US judge temporarily bars Trump admin from ending NYC congestion pricing | Transport News

The ruling comes as US Secretary of Transportation Sean Duffy is set to pause federal funds to New York state.

New York City has won a temporary reprieve in its legal battle against the administration of US President Donald Trump, which had threatened to withhold federal funding from New York state unless the city ended its congestion pricing programme.

United States District Judge Lewis Liman held the hearing on the matter on Tuesday and granted a temporary restraining order that will allow the programme to keep running until at least June 9 as the administration and state-level officials battle over the future of congestion pricing.

A day earlier, US Secretary of Transportation Sean Duffy said he believed the federal government would withhold government approvals in the state, which would have frozen contracts for highway and transit projects.

Congestion pricing is likely to move forward indefinitely despite the federal administration’s objections because the Metropolitan Transit Authority (MTA) – New York City’s mass transit system, which is operated as a state-level agency – “showed a likelihood of success”, according to the judge.

The courts said this is because the plan was already reviewed by state, local and federal agencies, according to the New York Times newspaper.

“Congestion relief is perfectly legal and thoroughly vetted. Opponents exhausted all plausible arguments against the programme, and now the increasingly outlandish theories are falling flat, too,” Danny Pearlstein, policy and communications director for the Riders Alliance, a transportation advocacy group, told Al Jazeera.

New York Governor Kathy Hochul called the judge’s decision “a massive victory” for New York commuters.

“So here’s the deal: Secretary Duffy can issue as many letters and social media posts as he wants, but a court has blocked the Trump Administration from retaliating against New York for reducing traffic and investing in transit … Congestion pricing is legal, it’s working and we’re keeping the cameras on,” the governor’s office said in a statement.

“It’s really upsetting that it came to this point to begin with. We should not be in a position where the federal government is trying to stop New York state from enacting its own policy and trying to blackmail New York state when it doesn’t follow their [the US Department of Transportation’s] lead,” Alexa Sledge, communications director for the advocacy group Transportation Alternatives, told Al Jazeera.

New York state launched the programme in January. Drivers have to pay congestion pricing tolls of $9 per day for driving during peak times in parts of Manhattan. The state made the programme in an effort to cut congestion in the nation’s most populous city as well as raise funds for NYC’s mass transit system.

“New York state should be able to make their own laws, and they should be able to run their own streets. And so hopefully, this can be the end of this,” Sledge said.

Meeting its goals

Since the programme began earlier this year, it has fulfilled many of its goals. Within a month of congestion pricing, subway ridership increased by six percent, and bus ridership by nine percent. Traffic decreased by 11 percent.
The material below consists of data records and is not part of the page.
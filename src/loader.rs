use crate::models::{Dataset, Row};
use anyhow::{bail, Context, Result};
use csv::ReaderBuilder;
use std::fs::File;
use std::io::Read;
use tracing::{debug, info};

/// Read a whole CSV listing into memory. The first record becomes the header.
pub fn load_dataset(label: &str, file_path: &str) -> Result<Dataset> {
    let file = File::open(file_path)
        .with_context(|| format!("Failed to open file: {}", file_path))?;

    let dataset = read_dataset(label, file)
        .with_context(|| format!("Failed to read CSV: {}", file_path))?;

    info!(
        dataset = %dataset.label,
        path = file_path,
        rows = dataset.rows.len(),
        columns = dataset.column_count(),
        "Loaded dataset"
    );
    Ok(dataset)
}

/// Parse CSV content from any reader. Rows may have any number of fields;
/// short rows only fail once a missing column is actually read.
pub fn read_dataset<R: Read>(label: &str, reader: R) -> Result<Dataset> {
    let mut reader = ReaderBuilder::new()
        .has_headers(false)
        .flexible(true)
        .from_reader(reader);

    let mut records = reader.records();
    let header = match records.next() {
        Some(record) => record?.iter().map(str::to_string).collect::<Vec<_>>(),
        None => bail!("dataset {} has no header row", label),
    };
    debug!(dataset = label, ?header, "Read header");

    let rows = records
        .map(|record| {
            let record = record?;
            let line = record.position().map(|p| p.line()).unwrap_or_default();
            Ok(Row::new(line, record.iter().map(str::to_string).collect()))
        })
        .collect::<Result<Vec<_>>>()?;

    Ok(Dataset {
        label: label.to_string(),
        header,
        rows,
    })
}
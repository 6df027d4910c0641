//! Crate-level error types shared by the authenticator, rate limiter, stores, and API client.

// self
use crate::_prelude::*;

/// Crate-wide result type alias returning [`Error`] by default.
pub type Result<T, E = Error> = std::result::Result<T, E>;

type BoxError = Box<dyn std::error::Error + Send + Sync>;

/// Canonical error exposed by public APIs.
///
/// Nothing in this crate retries or suppresses these; callers decide what to do.
#[derive(Debug, ThisError)]
pub enum Error {
	/// Config store failure.
	#[error("{0}")]
	Storage(
		#[from]
		#[source]
		crate::store::StoreError,
	),
	/// Local configuration problem detected before talking to the vendor.
	#[error(transparent)]
	Config(#[from] ConfigError),
	/// Transport failure (DNS, TCP, TLS, listener IO).
	#[error(transparent)]
	Transport(#[from] TransportError),

	/// A fetched document could not be written to the backfill output directory.
	#[error("Failed to write {}.", path.display())]
	Output {
		/// Destination file.
		path: std::path::PathBuf,
		/// Underlying IO failure.
		#[source]
		source: std::io::Error,
	},
	/// The wait for the authorization callback was cancelled.
	#[error("Server interrupted.")]
	Interrupted,
	/// A long-running command was stopped by the interrupt signal.
	#[error("Cancelled by interrupt.")]
	Cancelled,
	/// A vendor endpoint answered with a non-2xx status.
	#[error("The {endpoint} endpoint returned HTTP {status}: {body}")]
	Http {
		/// Endpoint label (`token` or `resource`).
		endpoint: &'static str,
		/// HTTP status code.
		status: u16,
		/// Raw response body, kept for diagnosis.
		body: String,
	},
	/// A vendor endpoint answered 2xx with JSON of an unexpected shape.
	#[error("The {endpoint} endpoint returned malformed JSON.")]
	MalformedResponse {
		/// Endpoint label (`token` or `resource`).
		endpoint: &'static str,
		/// Structured parsing failure including the offending path.
		#[source]
		source: serde_path_to_error::Error<serde_json::Error>,
	},
	/// A vendor endpoint answered in a way that fits no other category.
	#[error("The {endpoint} endpoint returned an unexpected response: {message}.")]
	UnexpectedResponse {
		/// Endpoint label (`token` or `resource`).
		endpoint: &'static str,
		/// Human-readable summary.
		message: String,
	},
}

/// Configuration and validation failures.
#[derive(Debug, ThisError)]
pub enum ConfigError {
	/// HTTP client could not be constructed.
	#[error("HTTP client could not be constructed.")]
	HttpClientBuild {
		/// Underlying transport builder failure.
		#[source]
		source: BoxError,
	},
	/// HTTP request construction failed.
	#[error(transparent)]
	HttpRequest(#[from] oauth2::http::Error),
	/// An endpoint URL could not be parsed or joined.
	#[error("Endpoint URL is invalid.")]
	InvalidEndpoint {
		/// Underlying parsing failure.
		#[source]
		source: url::ParseError,
	},
	/// Provider descriptor failed validation (missing or non-HTTPS endpoint).
	#[error(transparent)]
	Descriptor(#[from] crate::provider::ProviderDescriptorError),
	/// A required `(section, item)` entry is absent from the config store.
	#[error("Config store is missing `{section}.{item}`.")]
	MissingSetting {
		/// Section name.
		section: String,
		/// Item name.
		item: String,
	},
	/// The callback certificate file does not exist or cannot be read.
	#[error("Certificate file {path} cannot be read.")]
	CertificateUnreadable {
		/// Offending path.
		path: String,
		/// Underlying IO failure.
		#[source]
		source: std::io::Error,
	},
	/// The callback certificate file lacks a certificate chain or private key, or rustls
	/// rejected it.
	#[error("Certificate file {path} is invalid: {reason}.")]
	InvalidCertificate {
		/// Offending path.
		path: String,
		/// What was wrong with it.
		reason: String,
	},
	/// Rate limiter frequency must be positive and finite.
	#[error("Rate limiter frequency must be positive and finite, got {frequency}.")]
	InvalidFrequency {
		/// Rejected frequency in calls per second.
		frequency: f64,
	},
	/// Stored credential has no refresh token but a refresh is due.
	#[error("Stored credential is missing a refresh token.")]
	MissingRefreshToken,
	/// Token endpoint response omitted `expires_in`.
	#[error("Token endpoint response is missing expires_in.")]
	MissingExpiresIn,
	/// Token endpoint returned an excessively large `expires_in`.
	#[error("The expires_in value exceeds the supported range.")]
	ExpiresInOutOfRange,
	/// Token endpoint returned a non-positive duration.
	#[error("The expires_in value must be positive.")]
	NonPositiveExpiresIn,
	/// Credential record builder validation failed.
	#[error("Unable to build credential record.")]
	CredentialBuild(#[from] crate::auth::CredentialRecordBuilderError),
}
impl ConfigError {
	/// Wraps a transport's builder failure inside [`ConfigError`].
	pub fn http_client_build(src: impl 'static + Send + Sync + std::error::Error) -> Self {
		Self::HttpClientBuild { source: Box::new(src) }
	}

	/// Builds a [`ConfigError::MissingSetting`] for the provided key.
	pub fn missing(key: &crate::store::StoreKey) -> Self {
		Self::MissingSetting { section: key.section.to_string(), item: key.item.to_string() }
	}
}

/// Transport-level failures (network, IO).
#[derive(Debug, ThisError)]
pub enum TransportError {
	/// Underlying HTTP client reported a network failure.
	#[error("Network error occurred while calling the vendor API.")]
	Network {
		/// Transport-specific network error.
		#[source]
		source: BoxError,
	},
	/// Underlying IO failure, including the callback listener socket.
	#[error("I/O error occurred during transport.")]
	Io(#[from] std::io::Error),
}
impl TransportError {
	/// Wraps a transport-specific network error.
	pub fn network(src: impl 'static + Send + Sync + std::error::Error) -> Self {
		Self::Network { source: Box::new(src) }
	}
}
impl From<ReqwestError> for TransportError {
	fn from(e: ReqwestError) -> Self {
		Self::network(e)
	}
}

#[cfg(test)]
mod tests {
	// self
	use super::*;

	#[test]
	fn interrupted_uses_fixed_message() {
		assert_eq!(Error::Interrupted.to_string(), "Server interrupted.");
	}

	#[test]
	fn http_error_includes_body() {
		let err = Error::Http { endpoint: "token", status: 401, body: "{\"errors\":[]}".into() };

		assert_eq!(err.to_string(), "The token endpoint returned HTTP 401: {\"errors\":[]}");
	}

	#[test]
	fn missing_setting_names_section_and_item() {
		let err = ConfigError::missing(&crate::store::StoreKey::CLIENT_ID);

		assert_eq!(err.to_string(), "Config store is missing `app.client_id`.");
	}
}
//! Token flows driven by the [`Authenticator`].

pub mod auth_code_pkce;
pub mod common;
pub mod refresh;

pub use auth_code_pkce::*;
pub use common::*;

// self
use crate::{
	_prelude::*,
	auth::{ClientCredentials, CredentialRecord, ScopeSet, TokenSecret},
	clock::Clock,
	http::ReqwestHttpClient,
	oauth::TokenFacade,
	provider::ProviderDescriptor,
	rate::RateLimiter,
	store::SessionStore,
};

/// Produces a currently valid bearer token, authorizing or refreshing as needed.
///
/// The authenticator owns every collaborator a flow needs; the store and rate limiter are
/// injected so several components can share them. Token flows inside one authenticator are
/// serialized, so concurrent callers never refresh the same record twice.
pub struct Authenticator {
	/// Persisted config store holding credentials and the session record.
	pub store: Arc<dyn SessionStore>,
	/// Vendor endpoints.
	pub descriptor: ProviderDescriptor,
	/// Vendor application credentials.
	pub credentials: ClientCredentials,
	/// HTTP client for token exchanges.
	pub http_client: ReqwestHttpClient,
	/// Gate every token POST and the browser launch pass through.
	pub rate_limiter: Arc<RateLimiter>,
	/// Time source for expiry checks.
	pub clock: Arc<dyn Clock>,
	/// Callback listener settings.
	pub callback: CallbackConfig,
	/// Presents the authorize URL to the user.
	pub prompt: Arc<dyn AuthorizationPrompt>,
	/// Cancels the callback wait.
	pub interrupt: Arc<dyn InterruptSignal>,
	/// Scopes requested during authorization.
	pub scope: ScopeSet,
	flow_guard: AsyncMutex<()>,
}
impl Authenticator {
	/// Creates an authenticator with the system browser, Ctrl-C cancellation, every vendor
	/// scope, and the rate limiter's clock.
	pub fn new(
		store: Arc<dyn SessionStore>,
		descriptor: ProviderDescriptor,
		credentials: ClientCredentials,
		rate_limiter: Arc<RateLimiter>,
		callback: CallbackConfig,
	) -> Result<Self> {
		Ok(Self {
			store,
			descriptor,
			credentials,
			http_client: ReqwestHttpClient::new()?,
			clock: rate_limiter.clock(),
			rate_limiter,
			callback,
			prompt: Arc::new(SystemBrowser),
			interrupt: Arc::new(CtrlC),
			scope: ScopeSet::all(),
			flow_guard: AsyncMutex::new(()),
		})
	}

	/// Replaces the HTTP client used for token exchanges.
	pub fn with_http_client(mut self, http_client: ReqwestHttpClient) -> Self {
		self.http_client = http_client;

		self
	}

	/// Replaces the clock used for expiry checks and expiry stamping.
	pub fn with_clock(mut self, clock: Arc<dyn Clock>) -> Self {
		self.clock = clock;

		self
	}

	/// Replaces the way the authorize URL reaches the user.
	pub fn with_prompt(mut self, prompt: Arc<dyn AuthorizationPrompt>) -> Self {
		self.prompt = prompt;

		self
	}

	/// Replaces the cancellation source for the callback wait.
	pub fn with_interrupt(mut self, interrupt: Arc<dyn InterruptSignal>) -> Self {
		self.interrupt = interrupt;

		self
	}

	/// Returns the current access token, authorizing or refreshing first when needed.
	pub async fn get_token(&self) -> Result<TokenSecret> {
		Ok(self.get_credential().await?.access_token)
	}

	/// Same as [`get_token`](Self::get_token) but returns the whole record.
	pub async fn get_credential(&self) -> Result<CredentialRecord> {
		let _serialized = self.flow_guard.lock().await;
		let record = CredentialRecord::load(self.store.as_ref()).await?;

		match TokenAction::decide(record, self.clock.now())? {
			TokenAction::Authorize => self.run_authorization().await,
			TokenAction::Refresh(refresh) => self.run_refresh(&refresh).await,
			TokenAction::Reuse(record) => Ok(record),
		}
	}

	fn facade(&self) -> Result<TokenFacade> {
		TokenFacade::from_descriptor(&self.descriptor, &self.credentials, self.http_client.clone())
	}
}
impl Debug for Authenticator {
	fn fmt(&self, f: &mut Formatter) -> FmtResult {
		f.debug_struct("Authenticator")
			.field("descriptor", &self.descriptor)
			.field("client_id", &self.credentials.client_id)
			.field("rate_limiter", &self.rate_limiter)
			.field("callback", &self.callback)
			.field("scope", &self.scope)
			.finish()
	}
}
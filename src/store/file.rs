//! TOML-backed [`SessionStore`] that reads the whole file on open and rewrites it on every
//! mutation.

// std
use std::{
	fs::{self, File},
	io::Write,
	path::{Path, PathBuf},
};
// crates.io
use toml::{Table, Value};
// self
use crate::{
	_prelude::*,
	store::{SessionStore, StoreError, StoreFuture, StoreKey, StoreValue},
};

/// Persists `(section, item)` entries as TOML tables after each mutation.
///
/// Entries this crate never touches (comments aside) are carried through rewrites unchanged.
#[derive(Clone, Debug)]
pub struct FileStore {
	path: PathBuf,
	inner: Arc<RwLock<Table>>,
}
impl FileStore {
	/// Opens (or creates) a store at the provided path, eagerly loading existing data.
	pub fn open(path: impl Into<PathBuf>) -> Result<Self, StoreError> {
		let path = path.into();

		Self::ensure_parent_exists(&path)?;

		let snapshot = Self::load_snapshot(&path)?;

		Ok(Self { path, inner: Arc::new(RwLock::new(snapshot)) })
	}

	/// Path of the backing TOML file.
	pub fn path(&self) -> &Path {
		&self.path
	}

	fn load_snapshot(path: &Path) -> Result<Table, StoreError> {
		if !path.exists() {
			return Ok(Table::new());
		}

		let text = fs::read_to_string(path).map_err(|e| StoreError::Backend {
			message: format!("Failed to read {}: {e}", path.display()),
		})?;

		toml::from_str::<Table>(&text).map_err(|e| StoreError::Serialization {
			message: format!("Failed to parse {}: {e}", path.display()),
		})
	}

	fn ensure_parent_exists(path: &Path) -> Result<(), StoreError> {
		if let Some(parent) = path.parent().filter(|p| !p.as_os_str().is_empty()) {
			fs::create_dir_all(parent).map_err(|e| StoreError::Backend {
				message: format!("Failed to create store directory {}: {e}", parent.display()),
			})?;
		}

		Ok(())
	}

	fn persist_locked(&self, contents: &Table) -> Result<(), StoreError> {
		Self::ensure_parent_exists(&self.path)?;

		let serialized = toml::to_string(contents).map_err(|e| StoreError::Serialization {
			message: format!("Failed to serialize config snapshot: {e}"),
		})?;
		let mut tmp_path = self.path.clone();

		tmp_path.set_extension("toml.tmp");

		{
			let mut file = File::create(&tmp_path).map_err(|e| StoreError::Backend {
				message: format!("Failed to create {}: {e}", tmp_path.display()),
			})?;

			file.write_all(serialized.as_bytes()).map_err(|e| StoreError::Backend {
				message: format!("Failed to write {}: {e}", tmp_path.display()),
			})?;
			file.sync_all().map_err(|e| StoreError::Backend {
				message: format!("Failed to sync {}: {e}", tmp_path.display()),
			})?;
		}

		fs::rename(&tmp_path, &self.path).map_err(|e| StoreError::Backend {
			message: format!("Failed to replace {}: {e}", self.path.display()),
		})
	}

	fn lookup(table: &Table, key: &StoreKey) -> Result<Option<StoreValue>, StoreError> {
		let Some(section) = table.get(&*key.section) else {
			return Ok(None);
		};
		let section = section.as_table().ok_or_else(|| StoreError::Serialization {
			message: format!("Section `{}` is not a table", key.section),
		})?;

		section.get(&*key.item).map(|value| from_toml(key, value)).transpose()
	}

	fn apply(table: &mut Table, key: StoreKey, value: StoreValue) -> Result<(), StoreError> {
		let section = table
			.entry(key.section.to_string())
			.or_insert_with(|| Value::Table(Table::new()))
			.as_table_mut()
			.ok_or_else(|| StoreError::Serialization {
				message: format!("Section `{}` is not a table", key.section),
			})?;

		section.insert(key.item.to_string(), to_toml(value));

		Ok(())
	}
}
impl SessionStore for FileStore {
	fn fetch<'a>(&'a self, key: &'a StoreKey) -> StoreFuture<'a, Option<StoreValue>> {
		Box::pin(async move { Self::lookup(&self.inner.read(), key) })
	}

	fn save_all(&self, entries: Vec<(StoreKey, StoreValue)>) -> StoreFuture<'_, ()> {
		Box::pin(async move {
			let mut guard = self.inner.write();
			let mut next = guard.clone();

			for (key, value) in entries {
				Self::apply(&mut next, key, value)?;
			}

			self.persist_locked(&next)?;
			*guard = next;

			Ok(())
		})
	}
}

fn from_toml(key: &StoreKey, value: &Value) -> Result<StoreValue, StoreError> {
	match value {
		Value::String(text) => Ok(StoreValue::Text(text.clone())),
		Value::Float(number) => Ok(StoreValue::Float(*number)),
		Value::Integer(number) => Ok(StoreValue::Integer(*number)),
		Value::Boolean(flag) => Ok(StoreValue::Boolean(*flag)),
		other => Err(StoreError::Serialization {
			message: format!("Entry `{key}` holds an unsupported {} value", other.type_str()),
		}),
	}
}

fn to_toml(value: StoreValue) -> Value {
	match value {
		StoreValue::Text(text) => Value::String(text),
		StoreValue::Float(number) => Value::Float(number),
		StoreValue::Integer(number) => Value::Integer(number),
		StoreValue::Boolean(flag) => Value::Boolean(flag),
	}
}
In March, the MTA forecasted that congestion pricing would bring in $500m in revenue for the system, which will fund a swath of new transit-system projects including station upgrades and zero-emissions buses. At the time, a Siena College poll found that 42 percent of New Yorkers wanted to keep the programme, while 35 percent wanted to get rid of it.

Neither the MTA nor the US Department of Transportation was immediately available for comment.